:: Brief ::
Return all the lines below in which the string "true" appears.

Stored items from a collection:
▬▬▬

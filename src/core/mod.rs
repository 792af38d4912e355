//! Core staging engine
//!
//! Leaves first:
//!
//! - [`ruleset`]: Rule and policy types, address specifiers, wire shape
//! - [`evaluate`]: First-match evaluation of an ordered ruleset
//! - [`error`]: Error types for staging and sync operations
//! - [`staging`]: The editable working copy
//! - [`diff`]: Working copy vs. snapshot comparison
//! - [`workspace`]: Snapshot + working copy + derived diff and issues
//! - [`gate`]: Confirmation policy for enable/disable/apply
//! - [`sync`]: Fetch/push/toggle against the remote authority

pub mod diff;
pub mod error;
pub mod evaluate;
pub mod gate;
pub mod ruleset;
pub mod staging;
pub mod sync;
pub mod workspace;

#[cfg(test)]
pub mod test_helpers;

#[cfg(test)]
mod tests;
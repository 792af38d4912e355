//! Working copy of the ruleset
//!
//! The staging store owns the locally editable, ordered list of rules and the
//! candidate policy. It is seeded from a snapshot and then changed only
//! through the operations below:
//!
//! - [`StagingStore::insert`] / [`StagingStore::insert_default`]
//! - [`StagingStore::remove`]
//! - [`StagingStore::reorder`]
//! - [`StagingStore::edit_field`]
//! - [`StagingStore::set_policy`]
//! - [`StagingStore::import`] / [`StagingStore::load`]
//!
//! Each staged rule carries an ephemeral [`Uuid`] that exists only for the
//! lifetime of the working copy. It is stripped before anything is sent to
//! the remote authority.
//!
//! The store does not know about the snapshot it was seeded from; dirty
//! tracking lives in [`Workspace`](crate::core::workspace::Workspace), which
//! wraps every call here.

use crate::core::error::{Error, Field, Result, RuleIssue};
use crate::core::ruleset::{
    Action, MAX_RULES, Mode, Policy, PortRange, Protocol, Rule, RulesetSnapshot, RulesetUpdate,
};
use crate::validators;
use uuid::Uuid;

/// A rule in the working copy together with its ephemeral id
#[derive(Debug, Clone, PartialEq, Eq)]
pub struct StagedRule {
    id: Uuid,
    rule: Rule,
}

impl StagedRule {
    fn new(rule: Rule) -> Self {
        Self {
            id: Uuid::new_v4(),
            rule,
        }
    }

    pub fn id(&self) -> Uuid {
        self.id
    }

    pub fn rule(&self) -> &Rule {
        &self.rule
    }
}

/// A single-field change to a staged rule
///
/// Port ranges are carried as the raw text the user typed so the parse
/// happens here, under the validator, and nothing unparsed is ever stored.
#[derive(Debug, Clone, PartialEq, Eq)]
pub enum RuleEdit {
    Name(String),
    Protocol(Protocol),
    Mode(Mode),
    Action(Action),
    Source(String),
    Destination(String),
    SourcePorts(String),
    DestinationPorts(String),
    Active(bool),
}

impl RuleEdit {
    pub fn field(&self) -> Field {
        match self {
            RuleEdit::Name(_) => Field::Name,
            RuleEdit::Protocol(_) => Field::Protocol,
            RuleEdit::Mode(_) => Field::Mode,
            RuleEdit::Action(_) => Field::Action,
            RuleEdit::Source(_) => Field::Source,
            RuleEdit::Destination(_) => Field::Destination,
            RuleEdit::SourcePorts(_) => Field::SourcePorts,
            RuleEdit::DestinationPorts(_) => Field::DestinationPorts,
            RuleEdit::Active(_) => Field::Active,
        }
    }

    /// Builds an edit from textual input, e.g. `("proto", "udp")`.
    ///
    /// # Errors
    ///
    /// Returns [`Error::Validation`] for enumerated fields whose value is not
    /// one of the allowed variants, and for `policy`, which is not a rule field.
    pub fn parse(field: Field, value: &str) -> Result<Self> {
        let value = value.trim();
        let invalid = |allowed: &str| {
            Error::validation(field, format!("Expected one of {allowed}, got {value:?}"))
        };

        Ok(match field {
            Field::Name => RuleEdit::Name(value.to_string()),
            Field::Protocol => {
                RuleEdit::Protocol(value.parse().map_err(|_| invalid("tcp, udp, any"))?)
            }
            Field::Mode => RuleEdit::Mode(value.parse().map_err(|_| invalid("in, out, forward"))?),
            Field::Action => {
                RuleEdit::Action(value.parse().map_err(|_| invalid("accept, drop, reject"))?)
            }
            Field::Source => RuleEdit::Source(value.to_string()),
            Field::Destination => RuleEdit::Destination(value.to_string()),
            Field::SourcePorts => RuleEdit::SourcePorts(value.to_string()),
            Field::DestinationPorts => RuleEdit::DestinationPorts(value.to_string()),
            Field::Active => RuleEdit::Active(match value.to_ascii_lowercase().as_str() {
                "true" | "on" | "yes" | "1" => true,
                "false" | "off" | "no" | "0" => false,
                _ => return Err(invalid("true, false")),
            }),
            Field::Policy => {
                return Err(Error::validation(
                    field,
                    "Policy belongs to the ruleset, not to a rule",
                ));
            }
        })
    }
}

/// The locally editable ruleset
#[derive(Debug, Clone, PartialEq, Eq)]
pub struct StagingStore {
    rules: Vec<StagedRule>,
    policy: Policy,
}

impl Default for StagingStore {
    fn default() -> Self {
        Self::new()
    }
}

impl StagingStore {
    /// Empty working copy with an ACCEPT policy
    pub fn new() -> Self {
        Self {
            rules: Vec::new(),
            policy: Action::Accept,
        }
    }

    pub fn from_snapshot(snapshot: &RulesetSnapshot) -> Self {
        let mut store = Self::new();
        store.load(snapshot);
        store
    }

    /// Replaces the working copy with a clone of the snapshot, assigning fresh ids
    pub fn load(&mut self, snapshot: &RulesetSnapshot) {
        self.rules = snapshot.rules.iter().cloned().map(StagedRule::new).collect();
        self.policy = snapshot.policy;
    }

    /// Replaces the working copy content with externally supplied rules.
    ///
    /// Stored port ranges are checked whatever the protocol, as for
    /// [`StagingStore::insert`]. Other field problems surface through
    /// validation like any other edit. On error the working copy is unchanged.
    ///
    /// # Errors
    ///
    /// - [`Error::TooManyRules`] above [`MAX_RULES`]
    /// - [`Error::InvalidRuleset`] naming every rule with an invalid port range
    pub fn import(&mut self, rules: Vec<Rule>, policy: Policy) -> Result<()> {
        if rules.len() > MAX_RULES {
            return Err(Error::TooManyRules(MAX_RULES));
        }

        let staged: Vec<StagedRule> = rules.into_iter().map(StagedRule::new).collect();
        let issues: Vec<RuleIssue> = staged
            .iter()
            .enumerate()
            .flat_map(|(index, s)| {
                port_range_errors(&s.rule)
                    .into_iter()
                    .map(move |(field, message)| RuleIssue {
                        index,
                        rule_id: s.id,
                        field,
                        message,
                    })
            })
            .collect();
        if !issues.is_empty() {
            return Err(Error::InvalidRuleset { issues });
        }

        self.rules = staged;
        self.policy = policy;
        Ok(())
    }

    /// Inserts `rule` at `index` and returns its ephemeral id.
    ///
    /// Index 0 is the front of the chain: the rule is evaluated before all
    /// existing rules.
    ///
    /// # Errors
    ///
    /// - [`Error::Validation`] if a port range of the rule is invalid
    /// - [`Error::IndexOutOfRange`] if `index > len`
    /// - [`Error::TooManyRules`] if the working copy is full
    pub fn insert(&mut self, rule: Rule, index: usize) -> Result<Uuid> {
        if index > self.rules.len() {
            return Err(Error::IndexOutOfRange {
                index,
                len: self.rules.len(),
            });
        }
        if self.rules.len() >= MAX_RULES {
            return Err(Error::TooManyRules(MAX_RULES));
        }

        if let Some((field, message)) = port_range_errors(&rule).into_iter().next() {
            return Err(Error::validation(field, message));
        }

        let staged = StagedRule::new(rule);
        let id = staged.id;
        self.rules.insert(index, staged);
        Ok(id)
    }

    /// Inserts [`Rule::template`] at the front of the chain.
    ///
    /// # Errors
    ///
    /// Returns [`Error::TooManyRules`] if the working copy is full.
    pub fn insert_default(&mut self) -> Result<Uuid> {
        self.insert(Rule::template(), 0)
    }

    /// Removes a rule and returns it. Other ids are unaffected.
    ///
    /// # Errors
    ///
    /// Returns [`Error::UnknownRule`] if no rule has this id.
    pub fn remove(&mut self, id: Uuid) -> Result<Rule> {
        let pos = self.position(id).ok_or(Error::UnknownRule(id))?;
        Ok(self.rules.remove(pos).rule)
    }

    /// Moves the rule at `from` to `to`, shifting the rules in between.
    ///
    /// After the call the moved rule sits at index `to`; every other rule
    /// keeps its relative order.
    ///
    /// # Errors
    ///
    /// Returns [`Error::IndexOutOfRange`] if either index is not a valid position.
    pub fn reorder(&mut self, from: usize, to: usize) -> Result<()> {
        let len = self.rules.len();
        for index in [from, to] {
            if index >= len {
                return Err(Error::IndexOutOfRange { index, len });
            }
        }
        if from != to {
            let rule = self.rules.remove(from);
            self.rules.insert(to, rule);
        }
        Ok(())
    }

    /// Applies a single-field edit in place.
    ///
    /// Port edits are parsed first and rejected without touching the rule if
    /// they do not form a valid range. They are also rejected while the rule's
    /// protocol is `ANY`, where port fields are disabled.
    ///
    /// # Errors
    ///
    /// - [`Error::UnknownRule`] if no rule has this id
    /// - [`Error::Validation`] for rejected port input
    pub fn edit_field(&mut self, id: Uuid, edit: RuleEdit) -> Result<()> {
        let pos = self.position(id).ok_or(Error::UnknownRule(id))?;
        let rule = &mut self.rules[pos].rule;

        match edit {
            RuleEdit::Name(name) => rule.name = name,
            RuleEdit::Protocol(protocol) => rule.protocol = protocol,
            RuleEdit::Mode(mode) => rule.mode = mode,
            RuleEdit::Action(action) => rule.action = action,
            RuleEdit::Source(source) => rule.source = source,
            RuleEdit::Destination(destination) => rule.destination = destination,
            RuleEdit::SourcePorts(text) => {
                rule.source_ports = parse_ports_for(rule, Field::SourcePorts, &text)?;
            }
            RuleEdit::DestinationPorts(text) => {
                rule.destination_ports = parse_ports_for(rule, Field::DestinationPorts, &text)?;
            }
            RuleEdit::Active(active) => rule.active = active,
        }
        Ok(())
    }

    /// Sets the candidate policy
    pub fn set_policy(&mut self, policy: Policy) {
        self.policy = policy;
    }

    pub fn policy(&self) -> Policy {
        self.policy
    }

    pub fn rules(&self) -> &[StagedRule] {
        &self.rules
    }

    pub fn len(&self) -> usize {
        self.rules.len()
    }

    pub fn is_empty(&self) -> bool {
        self.rules.is_empty()
    }

    pub fn get(&self, id: Uuid) -> Option<&StagedRule> {
        self.rules.iter().find(|r| r.id == id)
    }

    pub fn position(&self, id: Uuid) -> Option<usize> {
        self.rules.iter().position(|r| r.id == id)
    }

    /// Rules with ids stripped, in order
    pub fn semantic_rules(&self) -> impl ExactSizeIterator<Item = &Rule> {
        self.rules.iter().map(StagedRule::rule)
    }

    /// Payload for an atomic replace on the remote authority
    pub fn to_update(&self) -> RulesetUpdate {
        RulesetUpdate {
            rules: self.semantic_rules().cloned().collect(),
            policy: self.policy,
        }
    }
}

fn parse_ports_for(rule: &Rule, field: Field, text: &str) -> Result<PortRange> {
    if !rule.protocol.supports_ports() {
        return Err(Error::validation(
            field,
            "Port ranges are disabled while protocol is any",
        ));
    }
    validators::parse_port_range(text).map_err(|msg| Error::validation(field, msg))
}

/// Stored port ranges that are out of domain or inverted, protocol regardless
fn port_range_errors(rule: &Rule) -> Vec<(Field, String)> {
    [
        (Field::SourcePorts, rule.source_ports),
        (Field::DestinationPorts, rule.destination_ports),
    ]
    .into_iter()
    .filter_map(|(field, ports)| {
        validators::validate_port_range(ports.start, ports.end)
            .err()
            .map(|message| (field, message))
    })
    .collect()
}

▬▬▬

:: Answer box ::
                "true" | "on" | "yes" | "1" => true,
                _ => return Err(invalid("true, false")),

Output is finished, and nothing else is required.